The CDC announced Tuesday that even fully vaccinated individuals should mask up indoors if their community is experiencing substantial transmission—defined as areas with more than 50 cases per 100,000 people. Travis County is sitting at an average of 94.59 cases per 100,000 over the past seven days, falling into the highest risk category, according to the CDC.

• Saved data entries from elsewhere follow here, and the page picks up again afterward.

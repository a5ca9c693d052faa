//! The sync engine: one constructed object owning the cache, the mutation
//! queue, connectivity, the session and persistence, with an explicit
//! `init` / `teardown` / `logout` lifecycle.

use color_eyre::Result;
use serde::de::DeserializeOwned;
use serde_json::Value;
use std::sync::{Arc, Mutex, PoisonError};
use std::time::Duration;
use tokio::task::JoinHandle;
use tracing::{info, warn};

use crate::cache::{fetcher, EntityCache, Fetcher, QueryKey, ReadOptions};
use crate::connectivity::{ConnectivityMonitor, Subscription};
use crate::gateway::{RemoteGateway, RequestOptions};
use crate::mutation::{MutationCoordinator, MutationOutcome, MutationRequest};
use crate::persist::{KeyValueStore, PersistSettings, PersistenceBridge, RestoreOutcome};
use crate::query::EntityCollection;
use crate::retry::RetryPolicy;
use crate::session::{SessionStore, UnauthorizedHandler};

/// Tunables of a [`SyncEngine`].
#[derive(Debug, Clone, Copy, PartialEq, Eq)]
pub struct EngineSettings {
  /// Default read policy; `enabled` is derived from the session
  pub read: ReadOptions,
  pub gc_interval: Duration,
  pub retry: RetryPolicy,
  pub persist: PersistSettings,
  /// Reachability polling period; `None` disables the prober
  pub probe_interval: Option<Duration>,
  /// Never touch the network
  pub offline: bool,
}

impl Default for EngineSettings {
  fn default() -> Self {
    Self {
      read: ReadOptions::default(),
      gc_interval: Duration::from_secs(60),
      retry: RetryPolicy::default(),
      persist: PersistSettings::default(),
      probe_interval: Some(Duration::from_secs(5)),
      offline: false,
    }
  }
}

struct EngineInner {
  cache: EntityCache,
  coordinator: MutationCoordinator,
  connectivity: ConnectivityMonitor,
  session: SessionStore,
  bridge: PersistenceBridge,
  gateway: Arc<dyn RemoteGateway>,
  settings: EngineSettings,
  tasks: Mutex<Vec<JoinHandle<()>>>,
}

#[derive(Clone)]
pub struct SyncEngine {
  inner: Arc<EngineInner>,
}

impl SyncEngine {
  pub fn new(
    gateway: Arc<dyn RemoteGateway>,
    store: Arc<dyn KeyValueStore>,
    settings: EngineSettings,
  ) -> Self {
    let cache = EntityCache::new(settings.retry);
    let connectivity = ConnectivityMonitor::new(!settings.offline);
    let session = SessionStore::load(Arc::clone(&store));
    let coordinator = MutationCoordinator::new(
      cache.clone(),
      Arc::clone(&gateway),
      connectivity.clone(),
      session.clone(),
      settings.retry,
    );
    let bridge = PersistenceBridge::new(cache.clone(), coordinator.clone(), store, settings.persist);

    // Any 401 ends the session; cached data stays visible but reads stop.
    let on_unauthorized: UnauthorizedHandler = {
      let session = session.clone();
      Arc::new(move || {
        warn!("server rejected the session token, signing out");
        session.clear();
      })
    };
    cache.set_unauthorized_handler(Arc::clone(&on_unauthorized));
    coordinator.set_unauthorized_handler(on_unauthorized);

    Self {
      inner: Arc::new(EngineInner {
        cache,
        coordinator,
        connectivity,
        session,
        bridge,
        gateway,
        settings,
        tasks: Mutex::new(Vec::new()),
      }),
    }
  }

  /// Restore the persisted snapshot, find out whether the server is
  /// reachable, start the background tasks and replay paused mutations.
  ///
  /// Must be called within a Tokio runtime.
  pub async fn init(&self) -> RestoreOutcome {
    let inner = &self.inner;
    let restored = inner.bridge.restore();

    if !inner.settings.offline {
      inner.connectivity.probe(inner.gateway.as_ref()).await;
    }

    let mut tasks = vec![
      inner.bridge.spawn(),
      inner.coordinator.start(),
      inner.cache.spawn_gc(inner.settings.gc_interval),
    ];
    match inner.settings.probe_interval {
      Some(interval) if !inner.settings.offline => {
        tasks.push(
          inner
            .connectivity
            .spawn_prober(Arc::clone(&inner.gateway), interval),
        );
      }
      _ => {}
    }
    inner
      .tasks
      .lock()
      .unwrap_or_else(PoisonError::into_inner)
      .extend(tasks);

    if inner.connectivity.is_online() {
      let report = inner.coordinator.resume_paused().await;
      if report.remaining > 0 {
        info!(remaining = report.remaining, "some mutations are still paused");
      }
    }
    info!(online = inner.connectivity.is_online(), ?restored, "sync engine started");
    restored
  }

  /// Stop background tasks and flush the snapshot one last time.
  pub fn teardown(&self) {
    let tasks: Vec<JoinHandle<()>> = self
      .inner
      .tasks
      .lock()
      .unwrap_or_else(PoisonError::into_inner)
      .drain(..)
      .collect();
    for task in tasks {
      task.abort();
    }
    if let Err(e) = self.inner.bridge.persist_now() {
      warn!(error = %e, "failed to flush cache snapshot on shutdown");
    }
    info!("sync engine stopped");
  }

  /// Forget everything tied to the signed-in user: cached data, the
  /// session, paused mutations and the stored snapshot.
  pub fn logout(&self) {
    self.inner.cache.teardown();
    self.inner.session.clear();
    let dropped = self.inner.coordinator.clear_paused();
    self.inner.bridge.clear();
    info!(dropped, "logged out");
  }

  /// Store a fresh session token and let reads reach the server again.
  pub fn sign_in(&self, token: String) -> Result<()> {
    self.inner.session.sign_in(token)?;
    self.inner.cache.set_reads_enabled(true);
    Ok(())
  }

  /// Read policy for the current session and connectivity.
  pub fn read_options(&self) -> ReadOptions {
    let enabled = self.inner.session.is_authenticated() && self.inner.connectivity.is_online();
    self.inner.settings.read.enabled(enabled)
  }

  /// Fetcher that GETs `endpoint` with the current session token.
  pub fn gateway_fetcher(&self, endpoint: impl Into<String>) -> Fetcher {
    let endpoint = endpoint.into();
    let gateway = Arc::clone(&self.inner.gateway);
    let session = self.inner.session.clone();
    fetcher(move || {
      let gateway = Arc::clone(&gateway);
      let endpoint = endpoint.clone();
      let options = RequestOptions::get().with_token(session.token());
      async move {
        let data = gateway.request(&endpoint, options).await.into_result()?;
        Ok(data.unwrap_or(Value::Null))
      }
    })
  }

  /// Subscribe to the collection under `key`, fetched from `endpoint`.
  pub fn use_entity_collection<T: DeserializeOwned>(
    &self,
    key: QueryKey,
    endpoint: impl Into<String>,
  ) -> EntityCollection<T> {
    EntityCollection::new(
      self.inner.cache.clone(),
      key,
      self.gateway_fetcher(endpoint),
      self.read_options(),
    )
  }

  /// Apply, commit and reconcile a write. `true` unless it was rolled back.
  pub async fn mutate(&self, request: MutationRequest) -> bool {
    self.submit(request).await.is_success()
  }

  /// Like [`mutate`](Self::mutate), with the full outcome.
  pub async fn submit(&self, request: MutationRequest) -> MutationOutcome {
    if !self.inner.session.is_authenticated() {
      return MutationOutcome::Failed("not signed in".to_string());
    }
    self.inner.coordinator.mutate(request).await
  }

  pub fn is_online(&self) -> bool {
    self.inner.connectivity.is_online()
  }

  pub fn subscribe_online_status<F>(&self, callback: F) -> Subscription
  where
    F: Fn(bool) + Send + Sync + 'static,
  {
    self.inner.connectivity.subscribe(callback)
  }

  pub fn cache(&self) -> &EntityCache {
    &self.inner.cache
  }

  pub fn coordinator(&self) -> &MutationCoordinator {
    &self.inner.coordinator
  }

  pub fn session(&self) -> &SessionStore {
    &self.inner.session
  }

  pub fn connectivity(&self) -> &ConnectivityMonitor {
    &self.inner.connectivity
  }

  pub fn gateway(&self) -> &Arc<dyn RemoteGateway> {
    &self.inner.gateway
  }
}

#[cfg(test)]
mod tests {
  use super::*;
  use crate::cache::CacheStatus;
  use crate::connectivity::HEALTH_ENDPOINT;
  use crate::gateway::{GatewayResponse, Method};
  use crate::mutation::{MutationKind, OptimisticOp};
  use crate::persist::{MemoryKeyStore, SNAPSHOT_STORAGE_KEY};
  use crate::test_support::ScriptedGateway;
  use pretty_assertions::assert_eq;
  use serde_json::json;

  fn settings() -> EngineSettings {
    EngineSettings {
      retry: RetryPolicy::none(),
      probe_interval: None,
      ..EngineSettings::default()
    }
  }

  fn entries() -> QueryKey {
    QueryKey::from(["entries", "list"])
  }

  fn delete(id: i64) -> MutationRequest {
    MutationRequest {
      kind: MutationKind::Delete,
      target_key: entries(),
      method: Method::Delete,
      endpoint: format!("/api/entries/{}", id),
      payload: None,
      optimistic: OptimisticOp::Remove { id: json!(id) },
    }
  }

  fn signed_in(gateway: Arc<ScriptedGateway>, store: Arc<dyn KeyValueStore>) -> SyncEngine {
    let engine = SyncEngine::new(gateway, store, settings());
    engine.session().sign_in("token".into()).unwrap();
    engine
  }

  #[tokio::test]
  async fn test_restart_replays_paused_mutations_once_online() {
    let store: Arc<dyn KeyValueStore> = Arc::new(MemoryKeyStore::new());

    // First run: offline, queue a delete.
    let offline = ScriptedGateway::shared();
    offline.on_get(HEALTH_ENDPOINT, GatewayResponse::network_error("down"));
    let engine = signed_in(offline.clone(), Arc::clone(&store));
    engine.init().await;
    assert!(!engine.is_online());
    engine.cache().write(&entries(), |_| Some(json!([{"id": 5}])));
    assert!(engine.mutate(delete(5)).await);
    engine.teardown();

    // Second run: server is back.
    let online = ScriptedGateway::shared();
    online.on_get(HEALTH_ENDPOINT, GatewayResponse::ok(200, Some(json!({"ok": true}))));
    online.respond(Method::Delete, "/api/entries/5", GatewayResponse::ok(200, None));
    let engine = SyncEngine::new(online.clone(), store, settings());
    let restored = engine.init().await;

    assert_eq!(
      restored,
      RestoreOutcome::Restored {
        entries: 0,
        mutations: 1
      }
    );
    assert!(engine.is_online());
    assert_eq!(online.call_log(), vec!["DELETE /api/entries/5".to_string()]);
    assert_eq!(
      online.calls().last().unwrap().token.as_deref(),
      Some("token")
    );
    assert!(engine.coordinator().paused().is_empty());
    engine.teardown();
  }

  #[tokio::test]
  async fn test_logout_clears_cache_session_queue_and_snapshot() {
    let store: Arc<dyn KeyValueStore> = Arc::new(MemoryKeyStore::new());
    let gateway = ScriptedGateway::shared();
    let engine = SyncEngine::new(
      gateway,
      Arc::clone(&store),
      EngineSettings {
        offline: true,
        ..settings()
      },
    );
    engine.session().sign_in("token".into()).unwrap();
    engine.init().await;
    engine.cache().write(&entries(), |_| Some(json!([{"id": 1}])));
    engine.mutate(delete(1)).await;
    engine.teardown();
    assert!(store.get_item(SNAPSHOT_STORAGE_KEY).unwrap().is_some());

    engine.logout();

    assert!(engine.cache().keys().is_empty());
    assert!(!engine.session().is_authenticated());
    assert!(engine.coordinator().paused().is_empty());
    assert_eq!(store.get_item(SNAPSHOT_STORAGE_KEY).unwrap(), None);
  }

  #[tokio::test]
  async fn test_unauthorized_read_signs_out_but_keeps_data() {
    let store: Arc<dyn KeyValueStore> = Arc::new(MemoryKeyStore::new());
    let gateway = ScriptedGateway::shared();
    gateway.on_get("/api/entries", GatewayResponse::failed(401, "expired"));
    let engine = signed_in(gateway, store);
    engine.cache().write(&entries(), |_| Some(json!([{"id": 1}])));

    let entry = engine
      .cache()
      .fetch(&entries(), engine.gateway_fetcher("/api/entries"), engine.read_options())
      .await;

    assert_eq!(entry.status, CacheStatus::Error);
    assert_eq!(entry.data, Some(json!([{"id": 1}])));
    assert!(!engine.session().is_authenticated());
    assert!(!engine.read_options().enabled);
  }

  #[tokio::test]
  async fn test_reads_stay_off_the_network_after_401_until_sign_in() {
    let gateway = ScriptedGateway::shared();
    gateway.respond_once(
      Method::Get,
      "/api/entries",
      GatewayResponse::ok(200, Some(json!([{"id": 1, "text": "a"}]))),
    );
    gateway.respond_once(Method::Get, "/api/entries", GatewayResponse::failed(401, "expired"));
    gateway.on_get("/api/entries", GatewayResponse::ok(200, Some(json!([{"id": 2, "text": "b"}]))));
    let engine = signed_in(gateway.clone(), Arc::new(MemoryKeyStore::new()));

    let mut collection: EntityCollection<Vec<serde_json::Value>> =
      engine.use_entity_collection(entries(), "/api/entries");
    tokio::time::sleep(Duration::from_millis(20)).await;
    engine.cache().invalidate(&entries());
    tokio::time::sleep(Duration::from_millis(20)).await;
    assert!(!engine.session().is_authenticated());
    assert!(!engine.cache().reads_enabled());

    engine.cache().invalidate(&entries());
    collection.refetch();
    tokio::time::sleep(Duration::from_millis(20)).await;
    assert_eq!(gateway.count(Method::Get, "/api/entries"), 2);
    assert_eq!(
      engine.cache().data(&entries()),
      Some(json!([{"id": 1, "text": "a"}]))
    );

    engine.sign_in("fresh".into()).unwrap();
    tokio::time::sleep(Duration::from_millis(20)).await;
    assert_eq!(gateway.count(Method::Get, "/api/entries"), 3);
    assert_eq!(gateway.calls().last().unwrap().token.as_deref(), Some("fresh"));
    assert_eq!(
      engine.cache().data(&entries()),
      Some(json!([{"id": 2, "text": "b"}]))
    );
  }

  #[tokio::test]
  async fn test_signed_out_engine_neither_reads_nor_writes() {
    let gateway = ScriptedGateway::shared();
    let engine = SyncEngine::new(gateway.clone(), Arc::new(MemoryKeyStore::new()), settings());

    let collection: EntityCollection<Vec<serde_json::Value>> =
      engine.use_entity_collection(entries(), "/api/entries");
    let outcome = engine.submit(delete(1)).await;

    assert!(!collection.is_fetching());
    assert_eq!(outcome, MutationOutcome::Failed("not signed in".into()));
    assert!(gateway.calls().is_empty());
  }

  #[tokio::test]
  async fn test_online_status_subscription() {
    let gateway = ScriptedGateway::shared();
    let engine = SyncEngine::new(gateway, Arc::new(MemoryKeyStore::new()), settings());
    let seen = Arc::new(Mutex::new(Vec::new()));
    let sink = Arc::clone(&seen);
    let _sub = engine.subscribe_online_status(move |online| sink.lock().unwrap().push(online));

    engine.connectivity().set_online(false);
    engine.connectivity().set_online(true);

    assert_eq!(*seen.lock().unwrap(), vec![false, true]);
  }
}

#DeltaVariant surging in U.S. New data show Delta much more contagious than previous versions of #COVID19. Unvaccinated people: get vaccinated & mask until you do. Everyone in areas of substantial/high transmission should wear a mask, even if vaccinated. https://t.co/tt49zOEC8N
— CDC (@CDCgov) July 27, 2021
After two COVID-19 recommendation stage jumps in the last two weeks, from Stage 2 to Stage 4, Austin-area cases are the highest they have been since February. The seven-day average for cases is on an upward trend, reaching 226 on Tuesday.
The CDC is also recommending that all students K-12 wear masks indoors, regardless of vaccination status. A May executive order by Gov. Greg Abbott prohibits schools from requiring masks, regardless of vaccination status. Austin ISD is "strongly" encouraging students to wear masks.

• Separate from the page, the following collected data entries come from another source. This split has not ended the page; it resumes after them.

//! Notes service domain: entries, file metadata and authentication.

mod client;
mod keys;
mod types;

pub use client::NotesClient;
pub use keys::{collection_endpoint, entries_key, files_key, list_key, record_endpoint};
pub use types::{AuthToken, Credentials, Entry, FileMetadata};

Although vaccinated individuals are still protected against the most severe symptoms of the variant, infections are spreading rapidly and now make up 83% of confirmed cases in the U.S. At least a dozen cases of the delta variant have been confirmed in the Austin area, though there are likely more since testing for it is limited.
CDC Director Dr. Rochelle Walensky said that hospital admissions are "almost exclusively" coming from people who are unvaccinated but those who are vaccinated can still catch and spread the virus.
"Unlike the alpha variant that we had back in May, where we didn't believe that if you were vaccinated you could transmit further, this is different now with the Delta variant," Walensky said. "That leads us to believe that the breakthrough infections, rare that they are, have the potential to pool and transmit at the same with the same capacity as an unvaccinated person."
Research suggests those who become infected carry 1,000 times more of the virus than other variants and could stay contagious for longer.The announcement comes on the heels of the Biden administration ramping up cautionary measures in the face of the Delta variant. Just last week, the CDC said it had no plans to change its May guidance of vaccinated not having to wear masks unless there was a significant change in the data. Officials met on Sunday night to review new evidence, according to reports.